Glen thought for a moment.
“Lovecraft,” he said.
I frowned.
“Krakatoa? Cthulhu? Ancient gods?” I asked skeptically.
“He recorded myths,” Glen replied. “Not conclusions. Legends of entities and civilizations hidden beneath the ocean—distorted, exaggerated, but persistent.”
The Call of Cthulhu “The most merciful thing in the world, I think, is the inability of the human mind to correlate all its contents.” Remember that?
I smiled thinly.
“My interest in artifacts and underwater treasures,” I said, “is partly historical, partly financial. Collectors pay well for such things. You paid exceptionally well. Why?”
“My interest,” Glen said, “was never financial.”
“Then what?”
“It was corrective.”
“To what?” I asked.
He paused.
“To misinterpretation,” he said. “To escalation.”
The temperature in the room seemed to drop.
“There are scenarios,” Glen continued carefully, “where contact becomes dominance. Where curiosity is mistaken for weakness.”
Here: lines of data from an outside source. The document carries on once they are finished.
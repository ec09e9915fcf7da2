use crate::models::Project;

#[derive(Debug, Clone, Default, PartialEq, Eq)]
pub enum CategoryFilter {
    #[default]
    All,
    Only(String),
}

impl CategoryFilter {
    /// Parses the query-string form, where `all` or a blank value means no filter.
    pub fn parse(raw: Option<&str>) -> Self {
        match raw.map(str::trim) {
            None | Some("") | Some("all") => CategoryFilter::All,
            Some(id) => CategoryFilter::Only(id.to_string()),
        }
    }
}

/// Narrows a project list by free-text search and category without touching
/// the store.
#[derive(Debug, Clone, Default, PartialEq, Eq)]
pub struct ProjectFilter {
    pub search_term: String,
    pub category: CategoryFilter,
}

impl ProjectFilter {
    /// Search matches title or description, case-insensitively.
    pub fn matches(&self, project: &Project) -> bool {
        let needle = self.search_term.to_lowercase();
        let matches_search = project.data.title.to_lowercase().contains(&needle)
            || project.data.description.to_lowercase().contains(&needle);

        let matches_category = match &self.category {
            CategoryFilter::All => true,
            CategoryFilter::Only(id) => &project.data.category_id == id,
        };

        matches_search && matches_category
    }

    pub fn apply<'a>(&self, projects: &'a [Project]) -> Vec<&'a Project> {
        projects.iter().filter(|p| self.matches(p)).collect()
    }
}

#[cfg(test)]
mod tests {
    use super::*;
    use crate::models::Record;
    use crate::test_support::project;

    fn projects() -> Vec<Project> {
        let mut chat = project("Chat Widget", "ai", 0, true);
        chat.description = "Gemini powered ASSISTANT".to_string();
        vec![
            Record {
                id: "1".to_string(),
                data: chat,
            },
            Record {
                id: "2".to_string(),
                data: project("Inventory", "web", 1, false),
            },
        ]
    }

    #[test]
    fn test_empty_filter_matches_everything() {
        let projects = projects();
        assert_eq!(ProjectFilter::default().apply(&projects).len(), 2);
    }

    #[test]
    fn test_search_is_case_insensitive_over_title_and_description() {
        let projects = projects();
        let filter = ProjectFilter {
            search_term: "assistant".to_string(),
            ..Default::default()
        };
        let hits = filter.apply(&projects);
        assert_eq!(hits.len(), 1);
        assert_eq!(hits[0].id, "1");

        let filter = ProjectFilter {
            search_term: "INVENT".to_string(),
            ..Default::default()
        };
        assert_eq!(filter.apply(&projects)[0].id, "2");
    }

    #[test]
    fn test_category_filter_combines_with_search() {
        let projects = projects();
        let filter = ProjectFilter {
            search_term: "chat".to_string(),
            category: CategoryFilter::Only("web".to_string()),
        };
        assert!(filter.apply(&projects).is_empty());
    }

    #[test]
    fn test_parse_category_filter() {
        assert_eq!(CategoryFilter::parse(None), CategoryFilter::All);
        assert_eq!(CategoryFilter::parse(Some("all")), CategoryFilter::All);
        assert_eq!(
            CategoryFilter::parse(Some("web")),
            CategoryFilter::Only("web".to_string())
        );
    }
}
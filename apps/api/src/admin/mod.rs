// Admin surface: the credential gate, the CRUD API behind it, and the
// dashboard state machine that drives CRUD workflows.

pub mod auth;
pub mod dashboard;
pub mod handlers;

pub use auth::{AdminGate, AdminSession};
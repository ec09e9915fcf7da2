/// LLM Client: the single point of entry for generative-language API calls.
///
/// ARCHITECTURAL RULE: No other module may call the Gemini API directly.
/// Everything goes through the `TextGenerator` trait so handlers and tests can
/// swap the backend.
///
/// Model: gemini-2.5-flash (hardcoded, not configurable)
use std::time::Duration;

use async_trait::async_trait;
use reqwest::Client;
use serde::{Deserialize, Serialize};
use thiserror::Error;
use tracing::debug;

const GEMINI_API_BASE: &str = "https://generativelanguage.googleapis.com/v1beta";
/// The model used for every chat completion.
pub const MODEL: &str = "gemini-2.5-flash";

#[derive(Debug, Error)]
pub enum LlmError {
    #[error("HTTP error: {0}")]
    Http(#[from] reqwest::Error),

    #[error("API error (status {status}): {message}")]
    Api { status: u16, message: String },

    #[error("JSON parse error: {0}")]
    Parse(#[from] serde_json::Error),

    #[error("LLM returned empty content")]
    EmptyContent,
}

/// Generates a text completion from a single prompt.
#[async_trait]
pub trait TextGenerator: Send + Sync {
    async fn generate(&self, prompt: &str) -> Result<String, LlmError>;
}

#[derive(Debug, Serialize)]
struct GenerateRequest<'a> {
    contents: Vec<RequestContent<'a>>,
}

#[derive(Debug, Serialize)]
struct RequestContent<'a> {
    role: &'a str,
    parts: Vec<RequestPart<'a>>,
}

#[derive(Debug, Serialize)]
struct RequestPart<'a> {
    text: &'a str,
}

#[derive(Debug, Deserialize)]
#[serde(rename_all = "camelCase")]
pub struct GenerateResponse {
    #[serde(default)]
    pub candidates: Vec<Candidate>,
    pub usage_metadata: Option<UsageMetadata>,
}

#[derive(Debug, Deserialize)]
pub struct Candidate {
    pub content: Option<CandidateContent>,
}

#[derive(Debug, Deserialize)]
pub struct CandidateContent {
    #[serde(default)]
    pub parts: Vec<ResponsePart>,
}

#[derive(Debug, Deserialize)]
pub struct ResponsePart {
    pub text: Option<String>,
}

#[derive(Debug, Deserialize)]
#[serde(rename_all = "camelCase")]
pub struct UsageMetadata {
    #[serde(default)]
    pub prompt_token_count: u32,
    #[serde(default)]
    pub candidates_token_count: u32,
}

impl GenerateResponse {
    /// Concatenates the text parts of the first candidate.
    pub fn text(&self) -> Option<String> {
        let parts = &self.candidates.first()?.content.as_ref()?.parts;
        let text: String = parts.iter().filter_map(|p| p.text.as_deref()).collect();
        if text.trim().is_empty() {
            None
        } else {
            Some(text)
        }
    }
}

#[derive(Debug, Deserialize)]
struct GeminiError {
    error: GeminiErrorBody,
}

#[derive(Debug, Deserialize)]
struct GeminiErrorBody {
    message: String,
}

/// Wraps the Gemini `generateContent` endpoint. One round trip per call, no
/// retries, bounded by an explicit request timeout.
#[derive(Clone)]
pub struct GeminiClient {
    client: Client,
    api_key: String,
}

impl GeminiClient {
    pub fn new(api_key: String, timeout: Duration) -> Result<Self, LlmError> {
        Ok(Self {
            client: Client::builder().timeout(timeout).build()?,
            api_key,
        })
    }
}

#[async_trait]
impl TextGenerator for GeminiClient {
    async fn generate(&self, prompt: &str) -> Result<String, LlmError> {
        let url = format!("{GEMINI_API_BASE}/models/{MODEL}:generateContent");
        let request_body = GenerateRequest {
            contents: vec![RequestContent {
                role: "user",
                parts: vec![RequestPart { text: prompt }],
            }],
        };

        let response = self
            .client
            .post(&url)
            .header("x-goog-api-key", &self.api_key)
            .json(&request_body)
            .send()
            .await?;

        let status = response.status();
        if !status.is_success() {
            let body = response.text().await.unwrap_or_default();
            return Err(LlmError::Api {
                status: status.as_u16(),
                message: api_error_message(body),
            });
        }

        let body = response.text().await?;
        let parsed: GenerateResponse = serde_json::from_str(&body)?;

        if let Some(usage) = &parsed.usage_metadata {
            debug!(
                "LLM call succeeded: prompt_tokens={}, output_tokens={}",
                usage.prompt_token_count, usage.candidates_token_count
            );
        }

        parsed.text().ok_or(LlmError::EmptyContent)
    }
}

/// Pulls the human-readable message out of a Gemini error body, falling back
/// to the raw body.
fn api_error_message(body: String) -> String {
    serde_json::from_str::<GeminiError>(&body)
        .map(|e| e.error.message)
        .unwrap_or(body)
}

#[cfg(test)]
mod tests {
    use super::*;

    #[test]
    fn test_text_joins_parts_of_first_candidate() {
        let response: GenerateResponse = serde_json::from_str(
            r#"{
                "candidates": [
                    {"content": {"parts": [{"text": "Hello "}, {"text": "there"}]}},
                    {"content": {"parts": [{"text": "ignored"}]}}
                ],
                "usageMetadata": {"promptTokenCount": 10, "candidatesTokenCount": 2}
            }"#,
        )
        .unwrap();
        assert_eq!(response.text().as_deref(), Some("Hello there"));
    }

    #[test]
    fn test_text_is_none_without_candidates() {
        let response: GenerateResponse = serde_json::from_str(r#"{"candidates": []}"#).unwrap();
        assert!(response.text().is_none());

        let blocked: GenerateResponse =
            serde_json::from_str(r#"{"candidates": [{"finishReason": "SAFETY"}]}"#).unwrap();
        assert!(blocked.text().is_none());
    }

    #[test]
    fn test_api_error_message_extracts_message() {
        let body = r#"{"error": {"code": 429, "message": "Quota exceeded", "status": "RESOURCE_EXHAUSTED"}}"#;
        assert_eq!(api_error_message(body.to_string()), "Quota exceeded");
        assert_eq!(api_error_message("oops".to_string()), "oops");
    }

    #[test]
    fn test_request_serializes_gemini_shape() {
        let body = GenerateRequest {
            contents: vec![RequestContent {
                role: "user",
                parts: vec![RequestPart { text: "hi" }],
            }],
        };
        let json = serde_json::to_value(&body).unwrap();
        assert_eq!(json["contents"][0]["parts"][0]["text"], "hi");
    }
}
“And this artifact,” I said, touching the table lightly, “prevents that.”
“It clarifies,” Glen replied. “It stabilizes communication.”
“And you need me.”
“Yes.”
“Because I find them.”
“And because,” he added after a moment, “you do not accept comfortable explanations.”
I smiled.
“That may be the nicest thing anyone’s said to me all week.”
Glen stood.
“If we succeed,” he said, “history will never notice how close it came to catastrophe.”
“And if we fail?” I asked.
He considered that.
“Then history,” he said, “will tell the story very differently.”
The artifact remained silent.
But for the first time, I suspected it had been listening long before either of us arrived.